● **WORK REQUIRED**: Stopping at the line that holds "impl Default for", repeat the lines below exactly, starting from the very first and including that final line.

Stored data
use crate::series::{ChartPoint, ChartSeries, ChartType, SeriesData};
use plotters::coord::Shift;
use plotters::prelude::*;
use std::error::Error;
use std::io::Cursor;
use std::ops::Range;

/// Configuration options for chart rendering
#[derive(Clone, Debug)]
pub struct GraphOptions {
    /// Title displayed at the top of the graph
    pub title: String,

    /// Label for the X-axis
    pub x_label: String,

    /// Label for the Y-axis
    pub y_label: String,

    /// Width of the graph in pixels
    pub width: u32,

    /// Height of the graph in pixels
    pub height: u32,
}

impl Default for GraphOptions {
    fn default() -> Self {
        Self {
            title: "Chart".to_string(),
            x_label: "X Axis".to_string(),
            y_label: "Y Axis".to_string(),
            width: 800,
            height: 600,
        }
    }
}

impl GraphOptions {
    /// Options titled and labelled after a series.
    pub fn for_series(series: &ChartSeries, title: &str) -> Self {
        Self {
            title: title.to_string(),
            x_label: series.x_column.clone(),
            y_label: series.y_column.clone(),
            ..Self::default()
        }
    }
}

type GraphResult<T> = Result<T, Box<dyn Error>>;

/// Renders a chart series to PNG bytes
///
/// Bar and bar3d charts draw as bars, line charts as a polyline over the
/// categories, pie charts as wedges, scatter charts as points (scatter3d
/// points are coloured by `z`) and surfaces as a heat map of the grid.
pub fn render_png(series: &ChartSeries, options: &GraphOptions) -> GraphResult<Vec<u8>> {
    let (width, height) = (options.width, options.height);
    let mut pixels = vec![0u8; (width * height * 3) as usize];

    {
        let root = BitMapBackend::with_buffer(&mut pixels, (width, height)).into_drawing_area();
        root.fill(&WHITE)?;

        match (&series.data, series.chart_type) {
            (SeriesData::Categorical { categories, values }, ChartType::Pie) => {
                draw_pie(&root, categories, values, options)?
            }
            (SeriesData::Categorical { categories, values }, ChartType::Line) => {
                draw_line(&root, categories, values, options)?
            }
            (SeriesData::Categorical { categories, values }, _) => {
                draw_bars(&root, categories, values, options)?
            }
            (SeriesData::Points { points }, _) => draw_scatter(&root, points, options)?,
            (SeriesData::Grid { grid, .. }, _) => draw_heatmap(&root, grid, options)?,
        }

        root.present()?;
    }

    let image = image::RgbImage::from_raw(width, height, pixels)
        .ok_or("pixel buffer does not match the image size")?;
    let mut png = Vec::new();
    image::DynamicImage::ImageRgb8(image)
        .write_to(&mut Cursor::new(&mut png), image::ImageOutputFormat::Png)?;
    Ok(png)
}

/// Axis range covering `values` and zero, padded by a tenth.
fn value_range(values: impl Iterator<Item = f64>) -> Range<f64> {
    let (min, max) = values
        .filter(|v| v.is_finite())
        .fold((0.0f64, 0.0f64), |(lo, hi), v| (lo.min(v), hi.max(v)));

    let span = if max > min { max - min } else { 1.0 };
    let pad = span * 0.1;
    let lo = if min < 0.0 { min - pad } else { 0.0 };
    lo..max + pad
}

fn category_label(categories: &[String], x: f64) -> String {
    if x < 0.0 {
        return String::new();
    }
    categories.get(x.floor() as usize).cloned().unwrap_or_default()
}

fn draw_bars(
    root: &DrawingArea<BitMapBackend, Shift>,
    categories: &[String],
    values: &[f64],
    options: &GraphOptions,
) -> GraphResult<()> {
    let n = categories.len().max(1);
    let label = |x: &f64| category_label(categories, *x);

    let mut chart = ChartBuilder::on(root)
        .caption(&options.title, ("sans-serif", 30).into_font())
        .margin(10)
        .x_label_area_size(40)
        .y_label_area_size(60)
        .build_cartesian_2d(0f64..n as f64, value_range(values.iter().copied()))?;

    chart
        .configure_mesh()
        .disable_x_mesh()
        .x_labels(n)
        .x_label_formatter(&label)
        .x_desc(&options.x_label)
        .y_desc(&options.y_label)
        .draw()?;

    chart.draw_series(values.iter().enumerate().map(|(i, &v)| {
        let x = i as f64;
        Rectangle::new([(x + 0.1, 0.0), (x + 0.9, v)], BLUE.filled())
    }))?;

    Ok(())
}

fn draw_line(
    root: &DrawingArea<BitMapBackend, Shift>,
    categories: &[String],
    values: &[f64],
    options: &GraphOptions,
) -> GraphResult<()> {
    let n = categories.len().max(1);
    let label = |x: &f64| category_label(categories, *x);

    let mut chart = ChartBuilder::on(root)
        .caption(&options.title, ("sans-serif", 30).into_font())
        .margin(10)
        .x_label_area_size(40)
        .y_label_area_size(60)
        .build_cartesian_2d(0f64..n as f64, value_range(values.iter().copied()))?;

    chart
        .configure_mesh()
        .x_labels(n)
        .x_label_formatter(&label)
        .x_desc(&options.x_label)
        .y_desc(&options.y_label)
        .draw()?;

    let points: Vec<(f64, f64)> = values
        .iter()
        .enumerate()
        .map(|(i, &v)| (i as f64 + 0.5, v))
        .collect();

    chart.draw_series(LineSeries::new(points.iter().copied(), &BLUE))?;
    chart.draw_series(points.iter().map(|&p| Circle::new(p, 3, BLUE.filled())))?;

    Ok(())
}

fn draw_pie(
    root: &DrawingArea<BitMapBackend, Shift>,
    categories: &[String],
    values: &[f64],
    options: &GraphOptions,
) -> GraphResult<()> {
    let root = root.titled(&options.title, ("sans-serif", 30).into_font())?;
    let (w, h) = root.dim_in_pixel();
    let center = ((w / 2) as i32, (h / 2) as i32);
    let radius = (w.min(h) as f64) * 0.35;

    // Negative slices cannot be drawn.
    let total: f64 = values.iter().filter(|v| **v > 0.0).sum();
    if total <= 0.0 {
        return Ok(());
    }

    let mut start = -std::f64::consts::FRAC_PI_2;
    for (i, (category, &value)) in categories.iter().zip(values).enumerate() {
        if value <= 0.0 {
            continue;
        }
        let sweep = value / total * std::f64::consts::TAU;
        let steps = ((sweep / 0.05).ceil() as usize).max(2);

        let mut wedge = vec![center];
        wedge.extend((0..=steps).map(|s| {
            let angle = start + sweep * s as f64 / steps as f64;
            polar(center, radius, angle)
        }));
        root.draw(&Polygon::new(wedge, Palette99::pick(i).filled()))?;

        let middle = start + sweep / 2.0;
        let label = format!("{} ({:.1}%)", category, value / total * 100.0);
        root.draw(&Text::new(
            label,
            polar(center, radius * 1.15, middle),
            ("sans-serif", 14).into_font(),
        ))?;

        start += sweep;
    }

    Ok(())
}

fn polar(center: (i32, i32), radius: f64, angle: f64) -> (i32, i32) {
    (
        center.0 + (radius * angle.cos()).round() as i32,
        center.1 + (radius * angle.sin()).round() as i32,
    )
}

fn draw_scatter(
    root: &DrawingArea<BitMapBackend, Shift>,
    points: &[ChartPoint],
    options: &GraphOptions,
) -> GraphResult<()> {
    let x_range = value_range(points.iter().map(|p| p.x));
    let y_range = value_range(points.iter().map(|p| p.y));

    let z_values: Vec<f64> = points.iter().filter_map(|p| p.z).collect();
    let z_lo = z_values.iter().copied().fold(f64::INFINITY, f64::min);
    let z_hi = z_values.iter().copied().fold(f64::NEG_INFINITY, f64::max);

    let mut chart = ChartBuilder::on(root)
        .caption(&options.title, ("sans-serif", 30).into_font())
        .margin(10)
        .x_label_area_size(40)
        .y_label_area_size(60)
        .build_cartesian_2d(x_range, y_range)?;

    chart
        .configure_mesh()
        .x_desc(&options.x_label)
        .y_desc(&options.y_label)
        .draw()?;

    chart.draw_series(points.iter().map(|p| {
        let color = match p.z {
            Some(z) => heat_color(z, z_lo, z_hi),
            None => BLUE.to_rgba(),
        };
        Circle::new((p.x, p.y), 4, color.filled())
    }))?;

    Ok(())
}

fn draw_heatmap(
    root: &DrawingArea<BitMapBackend, Shift>,
    grid: &[Vec<f64>],
    options: &GraphOptions,
) -> GraphResult<()> {
    let n = grid.len().max(1) as f64;
    let lo = grid.iter().flatten().copied().fold(f64::INFINITY, f64::min);
    let hi = grid.iter().flatten().copied().fold(f64::NEG_INFINITY, f64::max);

    let mut chart = ChartBuilder::on(root)
        .caption(&options.title, ("sans-serif", 30).into_font())
        .margin(10)
        .x_label_area_size(40)
        .y_label_area_size(60)
        .build_cartesian_2d(0f64..n, 0f64..n)?;

    chart
        .configure_mesh()
        .disable_mesh()
        .x_desc("column")
        .y_desc("row")
        .draw()?;

    chart.draw_series(grid.iter().enumerate().flat_map(|(r, line)| {
        line.iter().enumerate().map(move |(c, &v)| {
            let (x, y) = (c as f64, r as f64);
            Rectangle::new([(x, y), (x + 1.0, y + 1.0)], heat_color(v, lo, hi).filled())
        })
    }))?;

    Ok(())
}

/// Blue for the low end of `lo..=hi`, red for the high end.
fn heat_color(value: f64, lo: f64, hi: f64) -> RGBAColor {
    let t = if hi > lo { (value - lo) / (hi - lo) } else { 0.5 };
    HSLColor(0.66 * (1.0 - t.clamp(0.0, 1.0)), 0.8, 0.5).to_rgba()
}

#[cfg(test)]
mod tests {
    use super::*;

    #[test]
    fn ranges_include_zero_and_pad() {
        let r = value_range([10.0, 40.0].into_iter());
        assert_eq!(r.start, 0.0);
        assert!((r.end - 44.0).abs() < 1e-9);

        let r = value_range([-5.0, 5.0].into_iter());
        assert!((r.start - -6.0).abs() < 1e-9);
    }

    #[test]
    fn empty_values_still_give_a_range() {
        let r = value_range(std::iter::empty());
        assert!(r.end > r.start);
    }

    #[test]
    fn category_labels_follow_bar_slots() {
        let categories = vec!["North".to_string(), "South".to_string()];
        assert_eq!(category_label(&categories, 0.5), "North");
        assert_eq!(category_label(&categories, 1.0), "South");
        assert_eq!(category_label(&categories, 2.0), "");
    }

    #[test]
    fn pie_geometry_starts_at_twelve_o_clock() {
        let top = polar((100, 100), 50.0, -std::f64::consts::FRAC_PI_2);
        assert_eq!(top, (100, 50));
    }
}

● **OUTPUT OF THE EXERCISE**:
use crate::series::{ChartPoint, ChartSeries, ChartType, SeriesData};
use plotters::coord::Shift;
use plotters::prelude::*;
use std::error::Error;
use std::io::Cursor;
use std::ops::Range;

/// Configuration options for chart rendering
#[derive(Clone, Debug)]
pub struct GraphOptions {
    /// Title displayed at the top of the graph
    pub title: String,

    /// Label for the X-axis
    pub x_label: String,

    /// Label for the Y-axis
    pub y_label: String,

    /// Width of the graph in pixels
    pub width: u32,

    /// Height of the graph in pixels
    pub height: u32,
}

impl Default for GraphOptions {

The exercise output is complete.